The trainset was delivered on February 12, 1934, and was sent on a publicity tour across the US, during which about a million people toured it and its stops became local media sensations. During its 13000 mi exhibition tour across the US as The Streamliner, where it hit a top speed of 110 mph (177 km/h) during its journey, it visited Washington DC for inspection by Franklin Delano Roosevelt. The popular train was put on display at the 1934 World's Fair ("A Century of Progress") in Chicago from May 26 to October 31, 1934. It was somewhat overshadowed by the other lightweight streamliner, the diesel-powered Burlington Zephyr, which entered the fair after a record-setting "Dawn to Dusk Dash" speed run from Denver to Chicago, in time to arrive at the "Wings of a Century" transportation pageant. During its testing, demonstration, and display periods, the M-10000 trainset included the sleeper car Overland Trail, which was removed from the consist prior to revenue service and added to Union Pacific's next streamliner, M-10001.

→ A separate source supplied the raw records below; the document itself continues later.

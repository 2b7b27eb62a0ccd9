// Helper functions shared by the catalog, fetcher and muxer

use regex::Regex;
use std::process::Stdio;
use std::time::Duration;
use tokio::io::AsyncReadExt;
use tokio::process::Command as TokioCommand;
use tokio::time::timeout;
use url::Url;

use super::errors::ToolFailure;

lazy_static::lazy_static! {
    static ref VIDEO_ID_RE: Regex = Regex::new(r"^[A-Za-z0-9_-]{11}$").unwrap();
}

/// Run command with timeout, capturing stdout and stderr
///
/// The child is killed when the timeout expires.
pub async fn run_output_with_timeout(
    program: &str,
    args: Vec<String>,
    limit: Duration,
) -> Result<std::process::Output, ToolFailure> {
    let spawn_failure = |message: String| ToolFailure::Spawn {
        tool: program.to_string(),
        message,
    };

    let mut child = TokioCommand::new(program)
        .args(&args)
        .stdin(Stdio::null())
        .stdout(Stdio::piped())
        .stderr(Stdio::piped())
        .kill_on_drop(true)
        .spawn()
        .map_err(|e| spawn_failure(e.to_string()))?;

    let mut stdout_pipe = child
        .stdout
        .take()
        .ok_or_else(|| spawn_failure("stdout not captured".to_string()))?;
    let mut stderr_pipe = child
        .stderr
        .take()
        .ok_or_else(|| spawn_failure("stderr not captured".to_string()))?;

    let stdout_task = tokio::spawn(async move {
        let mut buf = Vec::new();
        stdout_pipe.read_to_end(&mut buf).await.map(|_| buf)
    });
    let stderr_task = tokio::spawn(async move {
        let mut buf = Vec::new();
        stderr_pipe.read_to_end(&mut buf).await.map(|_| buf)
    });

    match timeout(limit, child.wait()).await {
        Ok(status_res) => {
            let status = status_res.map_err(|e| spawn_failure(format!("wait failed: {}", e)))?;
            let stdout = stdout_task
                .await
                .map_err(|e| spawn_failure(format!("stdout task failed: {}", e)))?
                .map_err(|e| spawn_failure(format!("failed to read stdout: {}", e)))?;
            let stderr = stderr_task
                .await
                .map_err(|e| spawn_failure(format!("stderr task failed: {}", e)))?
                .map_err(|e| spawn_failure(format!("failed to read stderr: {}", e)))?;
            Ok(std::process::Output {
                status,
                stdout,
                stderr,
            })
        }
        Err(_) => {
            let _ = child.kill().await;
            stdout_task.abort();
            stderr_task.abort();
            Err(ToolFailure::TimedOut {
                tool: program.to_string(),
                secs: limit.as_secs(),
            })
        }
    }
}

/// Last lines of a tool's stderr, enough to explain a failure
pub fn stderr_tail(stderr: &[u8], lines: usize) -> String {
    let text = String::from_utf8_lossy(stderr);
    let collected: Vec<&str> = text.lines().filter(|l| !l.trim().is_empty()).collect();
    let start = collected.len().saturating_sub(lines);
    collected[start..].join("\n")
}

/// Extract the video id from a bare id or a YouTube URL
///
/// Accepts `youtube.com/watch?v=<id>`, `youtu.be/<id>` and
/// `youtube.com/shorts/<id>`, with or without scheme and `www.`/`m.`.
/// Extra query parameters (playlists, timestamps, tracking) are dropped.
pub fn parse_video_id(source: &str) -> Result<String, String> {
    let source = source.trim();
    if source.is_empty() {
        return Err("empty video reference".to_string());
    }
    if VIDEO_ID_RE.is_match(source) {
        return Ok(source.to_string());
    }

    let with_scheme = if source.contains("://") {
        source.to_string()
    } else {
        format!("https://{}", source)
    };
    let url = Url::parse(&with_scheme).map_err(|e| format!("invalid URL {:?}: {}", source, e))?;

    if !matches!(url.scheme(), "http" | "https") {
        return Err(format!("unsupported URL scheme: {}", url.scheme()));
    }

    let host = url
        .host_str()
        .unwrap_or("")
        .trim_start_matches("www.")
        .trim_start_matches("m.");

    let candidate = match host {
        "youtu.be" => url.path_segments().and_then(|mut s| s.next()).map(str::to_string),
        "youtube.com" => {
            let mut segments = url.path_segments().into_iter().flatten();
            match segments.next() {
                Some("watch") => url
                    .query_pairs()
                    .find(|(k, _)| k == "v")
                    .map(|(_, v)| v.into_owned()),
                Some("shorts") | Some("embed") | Some("live") => segments.next().map(str::to_string),
                _ => None,
            }
        }
        _ => return Err(format!("unsupported host: {:?}", host)),
    };

    match candidate {
        Some(id) if VIDEO_ID_RE.is_match(&id) => Ok(id),
        Some(id) => Err(format!("malformed video id: {:?}", id)),
        None => Err(format!("no video id in {:?}", source)),
    }
}

/// Canonical watch URL for a video id
pub fn watch_url(video_id: &str) -> String {
    format!("https://www.youtube.com/watch?v={}", video_id)
}

#[cfg(test)]
mod tests {
    use super::*;

    #[test]
    fn parses_ids_and_urls() {
        let id = "dQw4w9WgXcQ";
        for source in [
            "dQw4w9WgXcQ",
            "https://www.youtube.com/watch?v=dQw4w9WgXcQ",
            "https://www.youtube.com/watch?v=dQw4w9WgXcQ&list=PL123&t=42",
            "youtube.com/watch?v=dQw4w9WgXcQ",
            "https://m.youtube.com/watch?feature=share&v=dQw4w9WgXcQ",
            "https://youtu.be/dQw4w9WgXcQ?si=tracking",
            "http://youtu.be/dQw4w9WgXcQ",
            "https://www.youtube.com/shorts/dQw4w9WgXcQ",
        ] {
            assert_eq!(parse_video_id(source).as_deref(), Ok(id), "{}", source);
        }
    }

    #[test]
    fn rejects_bad_references() {
        for source in [
            "",
            "   ",
            "not a url",
            "https://vimeo.com/12345",
            "https://www.youtube.com/watch?v=short",
            "https://www.youtube.com/channel/UC123",
            "ftp://youtube.com/watch?v=dQw4w9WgXcQ",
        ] {
            assert!(parse_video_id(source).is_err(), "{}", source);
        }
    }

    #[test]
    fn watch_url_is_canonical() {
        assert_eq!(watch_url("dQw4w9WgXcQ"), "https://www.youtube.com/watch?v=dQw4w9WgXcQ");
    }

    #[test]
    fn stderr_tail_keeps_last_lines() {
        let tail = stderr_tail(b"one\n\ntwo\nthree\n", 2);
        assert_eq!(tail, "two\nthree");
    }

    #[tokio::test]
    async fn missing_program_is_a_spawn_failure() {
        let result = run_output_with_timeout(
            "ytmux-definitely-not-installed",
            vec!["--version".to_string()],
            Duration::from_secs(5),
        )
        .await;
        assert!(matches!(result, Err(ToolFailure::Spawn { .. })));
    }
}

M-10000 was placed in revenue service between Kansas City, Missouri and Salina, Kansas as The Streamliner on January 31, 1935. It was subsequently named City of Salina as Union Pacific adopted the "City of..." convention for its new streamliners, but was also nicknamed the "Tin Worm" or "Little Zip". It operated until December 1941, by which time its engine, after powering the train for approximately 995,000 miles, required replacement that was deemed prohibitively expensive. The trainset was scrapped the following year, with its aluminum recycled for use in the wartime aircraft industry.

==Legacy==
Union Pacific commissioned five diesel-powered streamliners during 1934–1936, evolved from the M-10000 design. The color scheme originated with M-10000 was used for UP's later streamliners and changed incrementally to the Armour Yellow and Harbor Mist Gray livery that became UP's standard. The "Streamliner" name for M-10000 became the general term for locomotives and passenger trains styled with clean lines and an aerodynamic look. The high-mounted, behind-the-nose cab design originated with M-10000 was later adopted for EMD's E-unit and F-unit locomotives, although without the front-mounted air intake. Integrated-body-and-frame, or carbody, designs became standard for rail equipment where weight was a concern, such as early mainline diesel locomotives, passenger cars, urban mass transit rail, and high-speed passenger rail.

== In popular culture ==

In the 1937 children's book "Choo Choo: The Story of an Engine Who Ran Away" by Virginia Lee Burton, an M-10000 is cast as the streamliner train that helps Choo Choo's crew pursue the title engine after she runs away. Once Choo Choo is found on an old unused track, her engineer, Jim, uses a chain to help the streamliner tow Choo Choo back to the big city as the M-10000 lacks couplers.